Talk to anyone on IoT and the discussions veer around Smart Homes and one can turn a staid home into a smart home. But having gone deeper into this is the last 6 months, I see that many hackneyed examples which are being talked about as use cases have not moved beyond an enthusiast’s realm. This has hardly gone mainstream. To go mainstream 4 areas have to be mastered, as we look at deploying smart devices to make smart homes. These are easy to mention but hard to master.

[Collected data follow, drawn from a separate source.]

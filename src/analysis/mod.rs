//! Patch comparison and image preprocessing

/// Patch descriptors and the difference metric
pub mod descriptor;
/// Masked derivatives producing the structure signal
pub mod gradient;
/// Source/target pairs with difference scores
pub mod pair;
/// Channel weights for the difference metric
pub mod weights;
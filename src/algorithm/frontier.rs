//! Priority-ordered boundary frontier with lazy invalidation
//!
//! Entries are pushed into a max-heap tagged with a per-vertex version stamp.
//! Reprioritizing a vertex bumps its stamp and pushes a fresh entry; the old
//! entry becomes stale and is discarded when it reaches the top of the heap.

use ndarray::Array2;
use std::cmp::Ordering;
use std::collections::BinaryHeap;

use crate::spatial::patch::Vertex;

/// Frontier membership of a grid vertex
#[derive(Debug, Clone, Copy, PartialEq, Eq, Default)]
pub enum FrontierState {
    /// Not currently eligible (valid pixel, interior hole pixel, or deferred)
    #[default]
    NotBoundary,
    /// On the boundary with a live priority in the queue
    Active,
    /// Filled; never eligible again
    Filled,
}

#[derive(Debug, Clone, Copy)]
struct HeapEntry {
    priority: f32,
    vertex: Vertex,
    version: u32,
}

impl PartialEq for HeapEntry {
    fn eq(&self, other: &Self) -> bool {
        self.cmp(other) == Ordering::Equal
    }
}

impl Eq for HeapEntry {}

impl PartialOrd for HeapEntry {
    fn partial_cmp(&self, other: &Self) -> Option<Ordering> {
        Some(self.cmp(other))
    }
}

impl Ord for HeapEntry {
    // Highest priority first; equal priorities pop in row-major order
    fn cmp(&self, other: &Self) -> Ordering {
        self.priority
            .total_cmp(&other.priority)
            .then_with(|| other.vertex.cmp(&self.vertex))
            .then_with(|| self.version.cmp(&other.version))
    }
}

/// Indirect priority queue over the vertices of a grid
#[derive(Debug, Clone)]
pub struct BoundaryFrontier {
    heap: BinaryHeap<HeapEntry>,
    versions: Array2<u32>,
    states: Array2<FrontierState>,
    priorities: Array2<f32>,
    active: usize,
}

impl BoundaryFrontier {
    /// Create an empty frontier for a `rows x cols` grid
    pub fn new(rows: usize, cols: usize) -> Self {
        Self {
            heap: BinaryHeap::new(),
            versions: Array2::zeros((rows, cols)),
            states: Array2::default((rows, cols)),
            priorities: Array2::zeros((rows, cols)),
            active: 0,
        }
    }

    /// Insert a vertex, or reprioritize it if already active
    ///
    /// Filled vertices are ignored.
    pub fn push(&mut self, vertex: Vertex, priority: f32) {
        let Some(state) = self.states.get(vertex).copied() else {
            return;
        };
        match state {
            FrontierState::Filled => return,
            FrontierState::NotBoundary => self.active += 1,
            FrontierState::Active => {}
        }
        if let Some(s) = self.states.get_mut(vertex) {
            *s = FrontierState::Active;
        }
        if let Some(p) = self.priorities.get_mut(vertex) {
            *p = priority;
        }
        let version = self.bump(vertex);
        self.heap.push(HeapEntry {
            priority,
            vertex,
            version,
        });
    }

    /// Change the priority of an active vertex
    ///
    /// Returns `false` if the vertex is not active.
    pub fn update_priority(&mut self, vertex: Vertex, priority: f32) -> bool {
        if self.is_valid(vertex) {
            self.push(vertex, priority);
            true
        } else {
            false
        }
    }

    /// Remove a vertex from eligibility without touching the heap
    pub fn invalidate(&mut self, vertex: Vertex) {
        if let Some(state) = self.states.get_mut(vertex) {
            if *state == FrontierState::Active {
                *state = FrontierState::NotBoundary;
                self.active -= 1;
                self.bump(vertex);
            }
        }
    }

    /// Permanently retire a vertex
    pub fn mark_filled(&mut self, vertex: Vertex) {
        if let Some(state) = self.states.get_mut(vertex) {
            if *state == FrontierState::Active {
                self.active -= 1;
            }
            *state = FrontierState::Filled;
            self.bump(vertex);
        }
    }

    /// Check whether a vertex is active
    pub fn is_valid(&self, vertex: Vertex) -> bool {
        self.state(vertex) == FrontierState::Active
    }

    /// Membership state of a vertex (out-of-grid vertices are not boundary)
    pub fn state(&self, vertex: Vertex) -> FrontierState {
        self.states.get(vertex).copied().unwrap_or_default()
    }

    /// Last priority assigned to an active vertex
    pub fn priority(&self, vertex: Vertex) -> Option<f32> {
        self.is_valid(vertex)
            .then(|| self.priorities.get(vertex).copied())
            .flatten()
    }

    /// Pop the highest-priority active vertex accepted by `admissible`
    ///
    /// Stale entries and vertices rejected by `admissible` are discarded;
    /// rejected vertices are invalidated. The returned vertex leaves the
    /// active set and can be pushed again.
    pub fn pop_max<F>(&mut self, mut admissible: F) -> Option<(Vertex, f32)>
    where
        F: FnMut(Vertex) -> bool,
    {
        while let Some(entry) = self.heap.pop() {
            let current = self.versions.get(entry.vertex).copied();
            if current != Some(entry.version) || !self.is_valid(entry.vertex) {
                continue;
            }
            self.invalidate(entry.vertex);
            if admissible(entry.vertex) {
                return Some((entry.vertex, entry.priority));
            }
        }
        None
    }

    /// Number of active vertices
    pub const fn len(&self) -> usize {
        self.active
    }

    /// Check whether no vertex is active
    pub const fn is_empty(&self) -> bool {
        self.active == 0
    }

    /// Active vertices in row-major order
    pub fn active_vertices(&self) -> Vec<Vertex> {
        self.states
            .indexed_iter()
            .filter(|(_, state)| **state == FrontierState::Active)
            .map(|((row, col), _)| [row, col])
            .collect()
    }

    /// Number of heap entries including stale ones
    pub fn heap_len(&self) -> usize {
        self.heap.len()
    }

    fn bump(&mut self, vertex: Vertex) -> u32 {
        self.versions.get_mut(vertex).map_or(0, |v| {
            *v = v.wrapping_add(1);
            *v
        })
    }
}
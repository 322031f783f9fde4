//! Spatial data structures for the inpainting grid
//!
//! This module contains spatial-related functionality including:
//! - Image and mask grids with boundary discovery
//! - Square patch and region geometry
//! - The growing collection of fully valid source patches

/// Image and mask grids
pub mod grid;
/// Patch and region geometry
pub mod patch;
/// Source patch collection
pub mod sources;

pub use grid::{Connectivity, ImageGrid, Mask, StructureField};
pub use patch::{Patch, Region, Vertex};
pub use sources::SourcePatchCollection;
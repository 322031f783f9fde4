//! Tests for error types including source chaining and message formatting

#[cfg(test)]
mod tests {
    use patchfill::InpaintError;
    use patchfill::io::error::{ErrorContext, WithContext, invalid_parameter};
    use std::error::Error;
    use std::path::PathBuf;

    // Tests error source chaining works correctly
    // Verified by breaking source chain
    #[test]
    fn test_error_source_chain() {
        let io_error = std::io::Error::new(std::io::ErrorKind::NotFound, "file not found");
        let error = InpaintError::FileSystem {
            path: "/tmp/test.png".into(),
            operation: "read",
            source: io_error,
        };

        assert!(error.source().is_some());
        assert!(error.to_string().contains("read"));
    }

    // Tests OutOfBounds formatting names the patch and the grid
    // Verified by omitting the grid dimensions from the message
    #[test]
    fn test_out_of_bounds_message() {
        let error = InpaintError::OutOfBounds {
            center: [1, 2],
            half_width: 3,
            bounds: (10, 20),
        };

        let message = error.to_string();
        assert!(message.contains("[1, 2]"));
        assert!(message.contains("half-width 3"));
        assert!(message.contains("10x20"));
        assert!(error.source().is_none());
    }

    // Tests IncompletePatch formatting names the hole pixel
    // Verified by printing the center twice
    #[test]
    fn test_incomplete_patch_message() {
        let error = InpaintError::IncompletePatch {
            center: [4, 4],
            half_width: 1,
            hole: [5, 3],
        };
        assert!(error.to_string().contains("[5, 3]"));
    }

    // Tests InpaintingIncomplete reports the count and first remaining hole
    // Verified by dropping the first-hole suffix
    #[test]
    fn test_incomplete_message() {
        let error = InpaintError::InpaintingIncomplete {
            remaining: vec![[7, 8], [7, 9]],
            commits: 12,
        };

        let message = error.to_string();
        assert!(message.contains("2 hole pixels"));
        assert!(message.contains("12 commits"));
        assert!(message.contains("[7, 8]"));
    }

    // Tests FrontierMismatch counts both sides
    // Verified by swapping the missing and unexpected counts
    #[test]
    fn test_frontier_mismatch_message() {
        let error = InpaintError::FrontierMismatch {
            missing: vec![[0, 0]],
            unexpected: vec![[1, 1], [2, 2]],
        };
        let message = error.to_string();
        assert!(message.contains("1 boundary vertices missing"));
        assert!(message.contains("2 unexpected"));
    }

    // Tests InvalidParameter error contains all fields
    // Verified by omitting value from message
    #[test]
    fn test_invalid_parameter_error() {
        let error = invalid_parameter("half-width", &-1, &"must be positive");

        let message = error.to_string();
        assert!(message.contains("half-width"));
        assert!(message.contains("-1"));
        assert!(message.contains("must be positive"));
    }

    // Tests ImageExport error with IO source
    // Verified by excluding source error from message
    #[test]
    fn test_image_export_error() {
        let image_error = image::ImageError::IoError(std::io::Error::new(
            std::io::ErrorKind::PermissionDenied,
            "access denied",
        ));

        let error = InpaintError::ImageExport {
            path: PathBuf::from("/restricted/output.png"),
            source: image_error,
        };

        let message = error.to_string();
        assert!(message.contains("/restricted/output.png"));
        assert!(error.source().is_some());
        assert!(
            message.contains("access denied"),
            "Error message should include source error details: {message}"
        );
    }

    // Tests context patches the commit counter of a terminal report
    // Verified by ignoring the context in with_context
    #[test]
    fn test_with_context_commits() {
        let result: Result<(), InpaintError> = Err(InpaintError::InpaintingIncomplete {
            remaining: vec![[1, 1]],
            commits: 0,
        });
        let context = ErrorContext {
            commits: Some(5),
            ..Default::default()
        };

        match result.with_context(context) {
            Err(InpaintError::InpaintingIncomplete { commits, .. }) => assert_eq!(commits, 5),
            other => unreachable!("expected InpaintingIncomplete, got {other:?}"),
        }
    }

    // Tests operation context leaves other errors unchanged
    // Verified by converting every error into InvalidParameter
    #[test]
    fn test_with_operation_passthrough() {
        let result: Result<(), InpaintError> = Err(InpaintError::SizeMismatch {
            source: 3,
            target: 5,
        });
        assert!(matches!(
            result.with_operation("search"),
            Err(InpaintError::SizeMismatch {
                source: 3,
                target: 5
            })
        ));
    }

    // Tests conversions from library errors
    // Verified by mapping io errors to ImageLoad
    #[test]
    fn test_from_conversions() {
        let io = std::io::Error::other("boom");
        assert!(matches!(
            InpaintError::from(io),
            InpaintError::FileSystem { .. }
        ));

        let image_error = image::ImageError::IoError(std::io::Error::other("bad"));
        assert!(matches!(
            InpaintError::from(image_error),
            InpaintError::ImageLoad { .. }
        ));
    }
}
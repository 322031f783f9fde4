use crate::{
    algorithm::acceptance::{AcceptancePolicy, AlwaysAccept, Decision},
    algorithm::cache::{CacheStats, DescriptorCache},
    algorithm::frontier::{BoundaryFrontier, FrontierState},
    algorithm::inpainter::{CompositeInpainter, InpaintPolicy},
    algorithm::priority::{PriorityPolicy, WeightedPriority},
    algorithm::search::{LinearSearchBest, SearchPolicy},
    analysis::descriptor::{DifferenceMetric, PatchDescriptor},
    analysis::pair::PatchPair,
    io::configuration::{DEFAULT_MAX_ATTEMPTS, DEFAULT_PATCH_HALF_WIDTH, GIF_FRAME_DELAY_MS},
    io::error::{ErrorContext, InpaintError, Result, WithContext, invalid_parameter},
    io::progress::{CommitEvent, ProgressSink},
    io::visualization::VisualizationCapture,
    spatial::grid::{Connectivity, ImageGrid, Mask},
    spatial::patch::{Patch, Vertex},
    spatial::sources::SourcePatchCollection,
};
use std::collections::{BTreeSet, HashMap};
use std::path::Path;
use std::sync::Arc;
use std::sync::atomic::{AtomicBool, Ordering};
use std::time::{Duration, Instant};
use tracing::{debug, info, warn};

/// What to do with a vertex whose proposed match was rejected
#[derive(Clone, Copy, Debug, PartialEq, Eq)]
pub enum RejectAction {
    /// Re-queue the vertex, excluding rejected sources, up to `max_attempts`
    /// proposals per pass before deferring it
    Retry {
        /// Proposals allowed per vertex per pass
        max_attempts: usize,
    },
    /// Defer the vertex until the end of the pass
    Skip,
}

impl Default for RejectAction {
    fn default() -> Self {
        Self::Retry {
            max_attempts: DEFAULT_MAX_ATTEMPTS,
        }
    }
}

/// Engine parameters for one inpainting run
#[derive(Clone, Copy, Debug)]
pub struct InpaintingConfig {
    /// Half-width of every patch
    pub half_width: usize,
    /// Adjacency defining the boundary
    pub connectivity: Connectivity,
    /// Handling of rejected proposals
    pub reject_action: RejectAction,
    /// Compute missing source descriptors on the rayon pool
    pub parallel: bool,
    /// Wall-clock budget for the whole run
    pub timeout: Option<Duration>,
    /// Compare the frontier against a brute-force recomputation after every commit
    pub verify_invariants: bool,
}
/// Command-line interface
pub mod cli;
/// Constants and runtime defaults
pub mod configuration;
/// Error types and context helpers
pub mod error;
/// PNG loading and export
pub mod image;
/// Commit telemetry sinks
pub mod progress;
/// GIF recording of the fill
pub mod visualization;
//! Acceptance policies applied to proposed matches before commit

use crate::analysis::pair::PatchPair;

/// Outcome of reviewing a proposed match
#[derive(Debug, Clone, Copy, PartialEq, Eq)]
pub enum Decision {
    /// Commit the proposed source patch
    Accept,
    /// Discard the proposal; the driver retries or skips the vertex
    Reject,
}

/// Reviews a proposed `(source, target)` match
pub trait AcceptancePolicy {
    /// Accept or reject the proposal
    fn decide(&mut self, pair: &PatchPair) -> Decision;
}

/// Accept every proposal
#[derive(Debug, Clone, Copy, Default)]
pub struct AlwaysAccept;

impl AcceptancePolicy for AlwaysAccept {
    fn decide(&mut self, _pair: &PatchPair) -> Decision {
        Decision::Accept
    }
}

/// Reject every proposal, for pipelines where matches are never applied automatically
#[derive(Debug, Clone, Copy, Default)]
pub struct NeverAccept;

impl AcceptancePolicy for NeverAccept {
    fn decide(&mut self, _pair: &PatchPair) -> Decision {
        Decision::Reject
    }
}

/// Accept proposals whose combined score does not exceed a limit
///
/// Pairs that carry no score are accepted.
#[derive(Debug, Clone, Copy)]
pub struct DistanceThreshold {
    /// Largest acceptable total score
    pub max_score: f32,
}

impl AcceptancePolicy for DistanceThreshold {
    fn decide(&mut self, pair: &PatchPair) -> Decision {
        match pair.total_score() {
            Some(score) if score > self.max_score => Decision::Reject,
            _ => Decision::Accept,
        }
    }
}

impl<F> AcceptancePolicy for F
where
    F: FnMut(&PatchPair) -> Decision,
{
    fn decide(&mut self, pair: &PatchPair) -> Decision {
        self(pair)
    }
}
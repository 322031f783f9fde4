/// Acceptance policies for proposed matches
pub mod acceptance;
/// Caching of source patch descriptors
pub mod cache;
/// Inpainting driver and run orchestration
pub mod executor;
/// Priority-ordered boundary frontier
pub mod frontier;
/// Single-layer and composite patch copy
pub mod inpainter;
/// Fill-order priority policies
pub mod priority;
/// Best-match, k-best and two-step patch search
pub mod search;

The areas to be mastered are:

  1. Should be a child’s play – Users do not want to be burdened to more than a click of a button. Calling someone like the cable guys to install (costs time , money and effort), installing apps ( becomes one too many and bothersome as it takes up memory ), creating an account ( takes time and effort), pairing and syncing devices and joining a home Wi-Fi network ( this could be a challenge given the networks we have which are sometimes congested ). Add to this interoperability ( can the fridge work with the voltage stabilizer? ).
  2. Should fit into the income and NOT disposable income – If sensors and actuators have to be embedded in the home appliances of today, costs could go up. While IPv6 protocol would take care of IP addresses, still the deployment of IPv6 for IP addresses per device is a couple of years down the line.Today smart refrigerators in countries like US and UK can add to a significant cost to the tune of $200 or equivalent. The value derived for the cost could be a suspect.
  3. Should not invite security breaches – Security and its cousin, privacy, are something which have not been perfected. Reports suggest 75 % of the Bluetooth smart locks can be hacked.With the regular reports of IoT devices leak data, the industry is not instilling a lot of confidence in the consumer.As companies like Amazon and Google are trying to take control of the home, to be the home-hub of sorts , no one tells us how transparent she would be in handling private data. No one likes to be spied in . Least of all at homes!!
  4. Is it a “Want” or a “Need”? – Value needs to be created for a price to be paid. The Price – Value equation would be important. Some of us must have watched an awkward interview with Mark Zuckerberg and Jerry Seinfeld


The pair were talking about home automation and Seinfeld said: “Isn’t it funny how we work so hard to just eliminate a little bit of effort?”

The question is are we solving something which needs to be solved or we are putting technology first and pushing the business use case to the background?

I am not concluding that IoT is not ripe enough to be put to use, but the business use case needs to justify that. “Is smart home the place where you place your bets?”, is the billion dollar question.